After a moment of pondering, he felt the witch's eyes on him.

“I'm starting to get the sense that our tricky god is amused by you. Why? What about you could be appealing to such a disreputable force of nature?”

He blushed. He tried not to.

“You know!” She rose from her seat with a cackle. “Or you think that you do. Maybe you've learned a little part. We'll have to see.”

“If I'm not a prisoner, can I ask a question?”

“Ask all you like. Answers, well, we'll see.”

Denario put down his knot of bread. An idea had been sneaking up on him. Now was the time. Most clergy devoted themselves completely to one god. They knew nothing about the others and declared them to be false. They fought everyone not part of their church. But these three devotees of Onuava listened to what other clergy said. They had ears through a network of like-minded mothers. This was Denario's chance to find out about his former fiance.

“I met the Mistress Ziegetochter at the Temple of the Goat.” He hesitated, unsure of how to put the question. “She didn't seem to like this other woman in Zeigeburg.”

“We know Ziggi. I mean, the priestess.”

“Yet Ziegetochter met with the other woman often. Both of them kept making it clear that they didn't like each other but they conferred anyway. They met quite a lot, a bit like business partners. Do you know what I mean?”

“Was this another witch? Did she call herself Pecunia?”
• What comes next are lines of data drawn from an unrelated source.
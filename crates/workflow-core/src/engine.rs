//! The transport-agnostic control API (§6): a plain trait (`Engine`)
//! implemented by an in-process, synchronous `WorkflowEngine`. A stdio/HTTP
//! front end (out of scope here) can implement the same trait without
//! touching the core.

use std::collections::HashMap;
use std::sync::{Arc, Mutex};

use serde::{Deserialize, Serialize};
use serde_json::Value as Json;
use tracing::{info, warn};
use uuid::Uuid;

use crate::config::EngineConfig;
use crate::error::{EngineError, ErrorKind, Result};
use crate::exec::{StepDescriptor, StepResult};
use crate::instance::{InstanceStatus, WorkflowInstance};
use crate::loader::{self, OpName, WorkflowDef};
use crate::path::Path;
use crate::state::{Op, Update};
use crate::value::Value;

/// `{data: …}` or `{error: {kind, message, location?, context?}}` (§6).
#[derive(Debug, Clone, Serialize, Deserialize)]
#[serde(untagged)]
pub enum EngineEnvelope<T> {
    Ok { data: T },
    Err { error: ErrorEnvelope },
}

#[derive(Debug, Clone, Serialize, Deserialize)]
pub struct ErrorEnvelope {
    pub kind: ErrorKind,
    pub message: String,
    #[serde(default, skip_serializing_if = "Option::is_none")]
    pub location: Option<String>,
    #[serde(default, skip_serializing_if = "Option::is_none")]
    pub context: Option<Json>,
}

impl<T> EngineEnvelope<T> {
    pub fn ok(data: T) -> Self {
        EngineEnvelope::Ok { data }
    }

    pub fn from_result(result: Result<T>) -> Self {
        match result {
            Ok(data) => EngineEnvelope::ok(data),
            Err(err) => EngineEnvelope::Err {
                error: ErrorEnvelope { kind: err.kind(), message: err.to_string(), location: None, context: None },
            },
        }
    }

    pub fn into_result(self) -> Result<T> {
        match self {
            EngineEnvelope::Ok { data } => Ok(data),
            EngineEnvelope::Err { error } => Err(error.into_engine_error()),
        }
    }
}

impl ErrorEnvelope {
    /// Rebuilds an `EngineError` of the same `kind` this envelope carries,
    /// so a round trip through the envelope doesn't collapse every error
    /// into `Internal` (§6/§7: the envelope must preserve the taxonomy).
    fn into_engine_error(self) -> EngineError {
        match self.kind {
            ErrorKind::ValidationError => EngineError::Validation(crate::error::ValidationFailure {
                issues: vec![crate::error::ValidationIssue { location: String::new(), message: self.message }],
            }),
            ErrorKind::PathError => EngineError::Path(self.message),
            ErrorKind::ExpressionError => EngineError::Expression(self.message),
            ErrorKind::Timeout => EngineError::Timeout(std::time::Duration::from_secs(0)),
            ErrorKind::ToolError => EngineError::Tool(self.message),
            ErrorKind::ValidationRejected => EngineError::ValidationRejected(self.message),
            ErrorKind::LoopBound => EngineError::LoopBound(self.message),
            ErrorKind::Cancelled => EngineError::Cancelled,
            ErrorKind::Internal => EngineError::Internal(self.message),
        }
    }
}

#[derive(Debug, Clone, Serialize, Deserialize)]
pub struct WorkflowInfo {
    pub name: String,
    pub description: String,
    pub version: String,
}

#[derive(Debug, Clone, Serialize, Deserialize)]
pub struct StartOutput {
    pub workflow_id: Uuid,
    pub state: Json,
}

/// One entry of `workflow.state_update`'s request batch.
#[derive(Debug, Clone, Serialize, Deserialize)]
pub struct StateUpdateRequest {
    pub path: String,
    pub op: OpName,
    pub value: Json,
}

fn op_from_name(op: OpName) -> Op {
    match op {
        OpName::Set => Op::Set,
        OpName::Increment => Op::Increment,
        OpName::Decrement => Op::Decrement,
        OpName::Multiply => Op::Multiply,
        OpName::Append => Op::Append,
        OpName::Merge => Op::Merge,
    }
}

/// The control API (§6), expressed as a plain trait so a transport adapter
/// can wrap it without depending on this crate's internals.
pub trait Engine {
    fn info(&self, name: &str) -> EngineEnvelope<WorkflowInfo>;
    fn start(&self, name: &str, inputs: Json) -> EngineEnvelope<StartOutput>;
    fn get_next_step(&self, workflow_id: Uuid, sub_agent_context: Option<&str>) -> EngineEnvelope<Option<StepDescriptor>>;
    fn step_complete(&self, workflow_id: Uuid, sub_agent_context: Option<&str>, result: StepResult) -> EngineEnvelope<()>;
    fn state_read(&self, workflow_id: Uuid, path: Option<&str>) -> EngineEnvelope<Json>;
    fn state_update(&self, workflow_id: Uuid, updates: Vec<StateUpdateRequest>) -> EngineEnvelope<()>;
    fn status(&self, workflow_id: Uuid) -> EngineEnvelope<InstanceStatus>;
    fn stop(&self, workflow_id: Uuid) -> EngineEnvelope<()>;
}

/// The in-process control-API implementation: a workflow-definition cache
/// plus a registry of live instances, each driven synchronously behind a
/// lock (§9 "cooperative scheduling" — no instance runs on its own thread;
/// concurrency comes from many external callers taking turns).
pub struct WorkflowEngine {
    config: EngineConfig,
    defs: Mutex<HashMap<String, Arc<WorkflowDef>>>,
    instances: Mutex<HashMap<Uuid, WorkflowInstance>>,
}

impl WorkflowEngine {
    pub fn new(config: EngineConfig) -> WorkflowEngine {
        WorkflowEngine { config, defs: Mutex::new(HashMap::new()), instances: Mutex::new(HashMap::new()) }
    }

    fn resolve_def(&self, name: &str) -> Result<Arc<WorkflowDef>> {
        let mut defs = self.defs.lock().expect("defs lock poisoned");
        if let Some(def) = defs.get(name) {
            return Ok(Arc::clone(def));
        }
        let (def, outcome) =
            loader::load_workflow(name, self.config.discovery.project_dir.as_deref(), self.config.discovery.home_dir.as_deref())?;
        for warning in &outcome.warnings {
            warn!(workflow = name, "{warning}");
        }
        let def = Arc::new(def);
        defs.insert(name.to_string(), Arc::clone(&def));
        Ok(def)
    }

    fn with_instance<R>(&self, workflow_id: Uuid, f: impl FnOnce(&mut WorkflowInstance) -> Result<R>) -> Result<R> {
        let mut instances = self.instances.lock().expect("instances lock poisoned");
        let instance = instances
            .get_mut(&workflow_id)
            .ok_or_else(|| EngineError::NotFound(format!("workflow instance '{workflow_id}' not found")))?;
        f(instance)
    }

    fn info_inner(&self, name: &str) -> Result<WorkflowInfo> {
        let def = self.resolve_def(name)?;
        Ok(WorkflowInfo { name: def.name.clone(), description: def.description.clone(), version: def.version.clone() })
    }

    fn start_inner(&self, name: &str, inputs: Json) -> Result<StartOutput> {
        let def = self.resolve_def(name)?;
        let mut instances = self.instances.lock().expect("instances lock poisoned");
        if instances.len() as u32 >= self.config.limits.max_concurrent_workflows {
            return Err(EngineError::Internal(format!(
                "max_concurrent_workflows ({}) reached",
                self.config.limits.max_concurrent_workflows
            )));
        }
        let instance = WorkflowInstance::new(Arc::clone(&def), inputs, &self.config.defaults, self.config.limits.max_state_bytes)?;
        let workflow_id = instance.id;
        let state = instance.state_read(None)?;
        info!(%workflow_id, workflow = %def.name, "workflow instance started");
        instances.insert(workflow_id, instance);
        Ok(StartOutput { workflow_id, state })
    }

    fn get_next_step_inner(&self, workflow_id: Uuid, sub_agent_context: Option<&str>) -> Result<Option<StepDescriptor>> {
        self.with_instance(workflow_id, |instance| instance.get_next_step(&self.config.defaults, sub_agent_context))
    }

    fn step_complete_inner(&self, workflow_id: Uuid, sub_agent_context: Option<&str>, result: StepResult) -> Result<()> {
        self.with_instance(workflow_id, |instance| instance.step_complete(&self.config.defaults, sub_agent_context, result))
    }

    fn state_read_inner(&self, workflow_id: Uuid, path: Option<&str>) -> Result<Json> {
        self.with_instance(workflow_id, |instance| instance.state_read(path))
    }

    fn state_update_inner(&self, workflow_id: Uuid, updates: Vec<StateUpdateRequest>) -> Result<()> {
        let updates = updates
            .into_iter()
            .map(|u| Ok(Update { path: Path::parse(&u.path)?, op: op_from_name(u.op), value: Value::from_json(u.value) }))
            .collect::<Result<Vec<_>>>()?;
        self.with_instance(workflow_id, |instance| {
            let bytes = instance.apply_state_updates(&updates)?;
            let _ = bytes;
            Ok(())
        })
    }

    fn status_inner(&self, workflow_id: Uuid) -> Result<InstanceStatus> {
        self.with_instance(workflow_id, |instance| Ok(instance.status()))
    }

    fn stop_inner(&self, workflow_id: Uuid) -> Result<()> {
        self.with_instance(workflow_id, |instance| {
            instance.cancel();
            Ok(())
        })
    }
}

impl Engine for WorkflowEngine {
    fn info(&self, name: &str) -> EngineEnvelope<WorkflowInfo> {
        EngineEnvelope::from_result(self.info_inner(name))
    }

    fn start(&self, name: &str, inputs: Json) -> EngineEnvelope<StartOutput> {
        EngineEnvelope::from_result(self.start_inner(name, inputs))
    }

    fn get_next_step(&self, workflow_id: Uuid, sub_agent_context: Option<&str>) -> EngineEnvelope<Option<StepDescriptor>> {
        EngineEnvelope::from_result(self.get_next_step_inner(workflow_id, sub_agent_context))
    }

    fn step_complete(&self, workflow_id: Uuid, sub_agent_context: Option<&str>, result: StepResult) -> EngineEnvelope<()> {
        EngineEnvelope::from_result(self.step_complete_inner(workflow_id, sub_agent_context, result))
    }

    fn state_read(&self, workflow_id: Uuid, path: Option<&str>) -> EngineEnvelope<Json> {
        EngineEnvelope::from_result(self.state_read_inner(workflow_id, path))
    }

    fn state_update(&self, workflow_id: Uuid, updates: Vec<StateUpdateRequest>) -> EngineEnvelope<()> {
        EngineEnvelope::from_result(self.state_update_inner(workflow_id, updates))
    }

    fn status(&self, workflow_id: Uuid) -> EngineEnvelope<InstanceStatus> {
        EngineEnvelope::from_result(self.status_inner(workflow_id))
    }

    fn stop(&self, workflow_id: Uuid) -> EngineEnvelope<()> {
        EngineEnvelope::from_result(self.stop_inner(workflow_id))
    }
}

#[cfg(test)]
mod tests {
    use super::*;

    fn write_workflow(dir: &tempfile::TempDir, contents: &str) {
        let workflows_dir = dir.path().join(".aromcp/workflows");
        std::fs::create_dir_all(&workflows_dir).unwrap();
        std::fs::write(workflows_dir.join("demo:s1.yaml"), contents).unwrap();
    }

    const S1: &str = r#"
name: demo:s1
description: a minimal demo workflow
version: 1.0.0
default_state:
  state:
    x: 2
state_schema:
  computed:
    y:
      dependencies: ["state.x"]
      transform: "state.x * 3"
steps:
  - type: state_update
    path: state.x
    op: set
    value: 5
  - type: user_message
    message: "y={{ computed.y }}"
"#;

    fn engine_with(dir: &tempfile::TempDir) -> WorkflowEngine {
        let mut config = EngineConfig::default();
        config.discovery.project_dir = Some(dir.path().to_string_lossy().to_string());
        WorkflowEngine::new(config)
    }

    #[test]
    fn info_reads_workflow_metadata_without_starting_it() {
        let dir = tempfile::tempdir().unwrap();
        write_workflow(&dir, S1);
        let engine = engine_with(&dir);
        let info = engine.info("demo:s1").into_result().unwrap();
        assert_eq!(info.version, "1.0.0");
        assert_eq!(info.description, "a minimal demo workflow");
    }

    #[test]
    fn full_round_trip_start_step_status_stop() {
        let dir = tempfile::tempdir().unwrap();
        write_workflow(&dir, S1);
        let engine = engine_with(&dir);

        let start = engine.start("demo:s1", Json::Null).into_result().unwrap();
        let workflow_id = start.workflow_id;

        let step = engine.get_next_step(workflow_id, None).into_result().unwrap().expect("a client step");
        assert_eq!(step.definition["message"], "y=15");

        engine.step_complete(workflow_id, None, StepResult::ok(None)).into_result().unwrap();
        let done = engine.get_next_step(workflow_id, None).into_result().unwrap();
        assert!(done.is_none());

        let status = engine.status(workflow_id).into_result().unwrap();
        assert_eq!(status.kind, crate::instance::InstanceStatusKind::Completed);

        engine.stop(workflow_id).into_result().unwrap();
    }

    #[test]
    fn state_read_and_state_update_bypass_the_step_cursor() {
        let dir = tempfile::tempdir().unwrap();
        write_workflow(&dir, S1);
        let engine = engine_with(&dir);
        let start = engine.start("demo:s1", Json::Null).into_result().unwrap();

        engine
            .state_update(
                start.workflow_id,
                vec![StateUpdateRequest { path: "state.x".to_string(), op: OpName::Set, value: Json::from(9) }],
            )
            .into_result()
            .unwrap();

        let y = engine.state_read(start.workflow_id, Some("computed.y")).into_result().unwrap();
        assert_eq!(y, 27.0);
    }

    #[test]
    fn unknown_workflow_instance_is_not_found() {
        let dir = tempfile::tempdir().unwrap();
        let engine = engine_with(&dir);
        let err = engine.status(Uuid::new_v4()).into_result().unwrap_err();
        assert_eq!(err.kind(), ErrorKind::Internal);
    }

    #[test]
    fn max_concurrent_workflows_is_enforced() {
        let dir = tempfile::tempdir().unwrap();
        write_workflow(&dir, S1);
        let mut config = EngineConfig::default();
        config.discovery.project_dir = Some(dir.path().to_string_lossy().to_string());
        config.limits.max_concurrent_workflows = 1;
        let engine = WorkflowEngine::new(config);

        engine.start("demo:s1", Json::Null).into_result().unwrap();
        let err = engine.start("demo:s1", Json::Null).into_result().unwrap_err();
        assert!(err.to_string().contains("max_concurrent_workflows"));
    }
}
“I think that was it.” Denario carefully looked the crumbs on his plate. He didn't think it would be wise to look directly at anyone for a few seconds.

“Interesting.”

“Despicable,” said the younger priestess.

“Why?” He raised his head. The clergy were looking at one another until he spoke. Then the young woman glared at him.

“We hate Pecunia because she doesn't acknowledge her local god.” She spit the words out with enough force to send flecks of butter from her lips. “She claims to worship an elder god. She acts like a witch, which is bad enough. But she acts like a priestess, too. And that's ridiculous. That's my business. She went to a magical school. She dresses like an enchantress. So is she a witch or an enchantress or what?”

“What's the difference?”

“There's all the difference in the world, dearie,” the elder woman chimed in. “A witch looks after her village. She watches out for her folks, births them, heals them and, when no more can be done, she lays them to their rest.”

“That sounds like Pecunia a bit. I mean, I don't know about the birthing or the mortuary rites but Pecunia kept an eye on the women of Ziegeburg. I think she dispensed medicines now and then.”

“How much do you know about that, boy?” Her gray gaze narrowed.

“Colored water in glass bottles.”

“There's no healing in what she's done. Believe me, there's not a finger's worth of compassion in the woman.” The grim line of her mouth softened. “Still, looking after female problems, that's a bit witchy. So you understand the confusion among witches.”

“She said she wasn't one.”

She cackled. “That's neither here nor there. Plenty of witches say they aren't. Plenty who aren't try to lay claim to witching skills.”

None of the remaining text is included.